> _Exercise instructions_
Once the line with "counter out of" is found in the entries below, print it and each following line exactly, stopping after the line with "if attempt <"; print nothing else.

> _Data records_
******************************

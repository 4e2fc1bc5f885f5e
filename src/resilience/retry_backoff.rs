//! Exponential backoff and retry strategies
//!
//! [`RetryExecutor`] drives retries for probe requests and provisioning.
//! [`BackoffModel`] is the reference the property suite checks the
//! service's documented retry schedule against.

use crate::cancel::{sleep_cancellable, CancellationToken};
use crate::error::{HarnessError, Result};
use rand::Rng;
use std::time::Duration;

/// Backoff strategy for retry operations
#[derive(Debug, Clone)]
pub enum BackoffStrategy {
    /// Fixed delay between retries
    Fixed(Duration),
    /// Linear increase in delay (base * (retry + 1))
    Linear { base: Duration, max: Duration },
    /// Exponential increase in delay (base * multiplier^retry)
    Exponential {
        base: Duration,
        max: Duration,
        multiplier: f64,
    },
}

impl BackoffStrategy {
    /// Delay before retry number `retry` (0-based)
    pub fn delay(&self, retry: u32) -> Duration {
        match self {
            BackoffStrategy::Fixed(delay) => *delay,

            BackoffStrategy::Linear { base, max } => {
                let delay = base.saturating_mul(retry.saturating_add(1));
                std::cmp::min(delay, *max)
            }

            BackoffStrategy::Exponential {
                base,
                max,
                multiplier,
            } => {
                let factor = multiplier.powi(retry.min(i32::MAX as u32) as i32);
                let delay_ms = base.as_millis() as f64 * factor;
                if !delay_ms.is_finite() || delay_ms >= max.as_millis() as f64 {
                    *max
                } else {
                    Duration::from_millis(delay_ms as u64)
                }
            }
        }
    }
}

/// Configuration for retry operations
#[derive(Debug, Clone)]
pub struct RetryConfig {
    /// Total attempts, first one included
    pub max_attempts: u32,
    pub backoff_strategy: BackoffStrategy,
    /// Maximum total time for all retries
    pub max_total_duration: Option<Duration>,
    /// Whether to add jitter to backoff delays
    pub jitter: bool,
    /// Jitter factor (0.0 to 1.0)
    pub jitter_factor: f64,
}

impl Default for RetryConfig {
    fn default() -> Self {
        Self {
            max_attempts: 3,
            backoff_strategy: BackoffStrategy::Exponential {
                base: Duration::from_millis(100),
                max: Duration::from_secs(30),
                multiplier: 2.0,
            },
            max_total_duration: Some(Duration::from_secs(60)),
            jitter: false,
            jitter_factor: 0.3,
        }
    }
}

/// Retry executor with backoff
#[derive(Debug, Clone)]
pub struct RetryExecutor {
    config: RetryConfig,
}

impl RetryExecutor {
    pub fn new(config: RetryConfig) -> Self {
        Self { config }
    }

    pub fn config(&self) -> &RetryConfig {
        &self.config
    }

    /// Run `operation` until `should_retry` rejects its outcome or attempts
    /// run out. The last outcome is returned as is, so a caller sees the
    /// final response rather than a synthetic error. Cancellation is checked
    /// between attempts.
    pub async fn execute<F, Fut, T, P>(
        &self,
        cancel: &CancellationToken,
        mut operation: F,
        should_retry: P,
    ) -> Result<T>
    where
        F: FnMut(u32) -> Fut,
        Fut: std::future::Future<Output = Result<T>>,
        P: Fn(&Result<T>) -> bool,
    {
        let start_time = tokio::time::Instant::now();
        let attempts = self.config.max_attempts.max(1);
        let mut attempt = 0;

        loop {
            cancel.check()?;
            let outcome = operation(attempt).await;

            if matches!(outcome, Err(HarnessError::Cancelled)) || !should_retry(&outcome) {
                return outcome;
            }

            attempt += 1;
            if attempt >= attempts {
                log::debug!("Retries exhausted after {} attempts", attempt);
                return outcome;
            }

            let delay = self.delay_for(attempt - 1);
            if let Some(max_duration) = self.config.max_total_duration {
                if start_time.elapsed() + delay > max_duration {
                    log::debug!("Retry budget {:?} exhausted", max_duration);
                    return outcome;
                }
            }

            log::debug!("Retry attempt {} after {:?} delay", attempt, delay);
            sleep_cancellable(cancel, delay).await?;
        }
    }

    /// Delay before retry `retry`, jittered if configured
    pub fn delay_for(&self, retry: u32) -> Duration {
        let delay = self.config.backoff_strategy.delay(retry);
        if self.config.jitter {
            self.add_jitter(delay)
        } else {
            delay
        }
    }

    fn add_jitter(&self, delay: Duration) -> Duration {
        let mut rng = rand::thread_rng();
        let jitter_range = (delay.as_millis() as f64 * self.config.jitter_factor) as u64;
        let jitter = rng.gen_range(0..=jitter_range);
        if rng.gen_bool(0.5) {
            delay.saturating_add(Duration::from_millis(jitter))
        } else {
            delay.saturating_sub(Duration::from_millis(jitter))
        }
    }
}

/// Builder for RetryConfig
#[derive(Debug, Default)]
pub struct RetryConfigBuilder {
    config: RetryConfig,
}

impl RetryConfigBuilder {
    pub fn new() -> Self {
        Self::default()
    }

    pub fn max_attempts(mut self, attempts: u32) -> Self {
        self.config.max_attempts = attempts;
        self
    }

    pub fn exponential_backoff(mut self, base: Duration, max: Duration) -> Self {
        self.config.backoff_strategy = BackoffStrategy::Exponential {
            base,
            max,
            multiplier: 2.0,
        };
        self
    }

    pub fn linear_backoff(mut self, base: Duration, max: Duration) -> Self {
        self.config.backoff_strategy = BackoffStrategy::Linear { base, max };
        self
    }

    pub fn fixed_backoff(mut self, delay: Duration) -> Self {
        self.config.backoff_strategy = BackoffStrategy::Fixed(delay);
        self
    }

    pub fn with_jitter(mut self, factor: f64) -> Self {
        self.config.jitter = true;
        self.config.jitter_factor = factor.clamp(0.0, 1.0);
        self
    }

    pub fn max_duration(mut self, duration: Duration) -> Self {
        self.config.max_total_duration = Some(duration);
        self
    }

    pub fn no_max_duration(mut self) -> Self {
        self.config.max_total_duration = None;
        self
    }

    pub fn build(self) -> RetryConfig {
        self.config
    }
}

/// The service's documented retry schedule: retry `n` waits `2^n` seconds
/// and the loop stops once `n` reaches the retry limit.
#[derive(Debug, Clone, Copy, PartialEq, Eq)]
pub struct BackoffModel {
    pub max_retries: u32,
}

impl Default for BackoffModel {
    fn default() -> Self {
        Self { max_retries: 3 }
    }
}

impl BackoffModel {
    /// `2^n` seconds, saturating
    pub fn delay(&self, retry: u32) -> Duration {
        Duration::from_secs(1u64.checked_shl(retry).unwrap_or(u64::MAX))
    }

    pub fn should_retry(&self, retry: u32) -> bool {
        retry < self.max_retries
    }

    /// Sum of delays over a full retry loop
    pub fn total_delay(&self) -> Duration {
        (0..self.max_retries)
            .map(|n| self.delay(n))
            .fold(Duration::ZERO, Duration::saturating_add)
    }

    /// Retries actually performed by the loop
    pub fn schedule(&self) -> Vec<Duration> {
        let mut delays = Vec::new();
        let mut retry = 0;
        while self.should_retry(retry) {
            delays.push(self.delay(retry));
            retry += 1;
        }
        delays
    }

    /// Accept a retry counter reported by the service; negative is a bug
    pub fn validate_count(count: i64) -> Result<u32> {
        u32::try_from(count).map_err(|_| {
            HarnessError::ProtocolViolation(format!("Retry counter out of range: {}", count))
        })
    }
}

#[cfg(test)]
mod tests {
    use super::*;
    use std::sync::atomic::{AtomicU32, Ordering};
    use std::sync::Arc;

    fn retry_errors(outcome: &Result<&'static str>) -> bool {
        outcome.is_err()
    }

    #[tokio::test(start_paused = true)]
    async fn test_exponential_backoff() {
        let attempts = Arc::new(AtomicU32::new(0));

        let config = RetryConfigBuilder::new()
            .max_attempts(3)
            .exponential_backoff(Duration::from_millis(10), Duration::from_secs(1))
            .build();

        let executor = RetryExecutor::new(config);

        let result = executor
            .execute(
                &CancellationToken::new(),
                |_| {
                    let attempts = attempts.clone();
                    async move {
                        let attempt = attempts.fetch_add(1, Ordering::SeqCst);
                        if attempt < 2 {
                            Err(HarnessError::Transport("Temporary error".into()))
                        } else {
                            Ok("Success")
                        }
                    }
                },
                retry_errors,
            )
            .await;

        assert_eq!(result.unwrap(), "Success");
        assert_eq!(attempts.load(Ordering::SeqCst), 3);
    }

    #[tokio::test(start_paused = true)]
    async fn test_last_outcome_returned_when_exhausted() {
        let config = RetryConfigBuilder::new()
            .max_attempts(2)
            .fixed_backoff(Duration::from_millis(1))
            .build();

        let executor = RetryExecutor::new(config);

        let result: Result<&'static str> = executor
            .execute(
                &CancellationToken::new(),
                |n| async move { Err(HarnessError::Transport(format!("attempt {}", n))) },
                retry_errors,
            )
            .await;

        match result {
            Err(HarnessError::Transport(msg)) => assert_eq!(msg, "attempt 1"),
            other => panic!("unexpected: {:?}", other),
        }
    }

    #[tokio::test]
    async fn test_non_retryable_stops_immediately() {
        let attempts = Arc::new(AtomicU32::new(0));
        let executor = RetryExecutor::new(RetryConfig::default());

        let result: Result<()> = executor
            .execute(
                &CancellationToken::new(),
                |_| {
                    let attempts = attempts.clone();
                    async move {
                        attempts.fetch_add(1, Ordering::SeqCst);
                        Err(HarnessError::ProtocolViolation("Fatal error".into()))
                    }
                },
                |r| matches!(r, Err(HarnessError::Transport(_))),
            )
            .await;

        assert_eq!(attempts.load(Ordering::SeqCst), 1);
        assert!(result.is_err());
    }

    #[tokio::test]
    async fn test_cancelled_between_attempts() {
        let token = CancellationToken::new();
        let executor = RetryExecutor::new(
            RetryConfigBuilder::new()
                .max_attempts(5)
                .fixed_backoff(Duration::from_secs(30))
                .build(),
        );

        let result: Result<()> = executor
            .execute(
                &token,
                |_| {
                    token.cancel();
                    async { Err(HarnessError::Transport("down".into())) }
                },
                |_| true,
            )
            .await;

        assert!(matches!(result, Err(HarnessError::Cancelled)));
    }

    #[test]
    fn test_backoff_model_schedule() {
        let model = BackoffModel::default();
        assert_eq!(
            model.schedule(),
            vec![Duration::from_secs(1), Duration::from_secs(2), Duration::from_secs(4)]
        );
        assert_eq!(model.total_delay(), Duration::from_secs(7));
        assert!(!model.should_retry(3));
        assert!(BackoffModel::validate_count(-1).is_err());
        assert_eq!(BackoffModel::validate_count(2).unwrap(), 2);
    }

    #[test]
    fn test_exponential_strategy_caps_at_max() {
        let strategy = BackoffStrategy::Exponential {
            base: Duration::from_millis(100),
            max: Duration::from_secs(1),
            multiplier: 2.0,
        };
        assert_eq!(strategy.delay(0), Duration::from_millis(100));
        assert_eq!(strategy.delay(3), Duration::from_millis(800));
        assert_eq!(strategy.delay(4), Duration::from_secs(1));
        assert_eq!(strategy.delay(200), Duration::from_secs(1));
    }
}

******************************

> _Exercise result_
            HarnessError::ProtocolViolation(format!("Retry counter out of range: {}", count))
        })
    }
}

#[cfg(test)]
mod tests {
    use super::*;
    use std::sync::atomic::{AtomicU32, Ordering};
    use std::sync::Arc;

    fn retry_errors(outcome: &Result<&'static str>) -> bool {
        outcome.is_err()
    }

    #[tokio::test(start_paused = true)]
    async fn test_exponential_backoff() {
        let attempts = Arc::new(AtomicU32::new(0));

        let config = RetryConfigBuilder::new()
            .max_attempts(3)
            .exponential_backoff(Duration::from_millis(10), Duration::from_secs(1))
            .build();

        let executor = RetryExecutor::new(config);

        let result = executor
            .execute(
                &CancellationToken::new(),
                |_| {
                    let attempts = attempts.clone();
                    async move {
                        let attempt = attempts.fetch_add(1, Ordering::SeqCst);
                        if attempt < 2 {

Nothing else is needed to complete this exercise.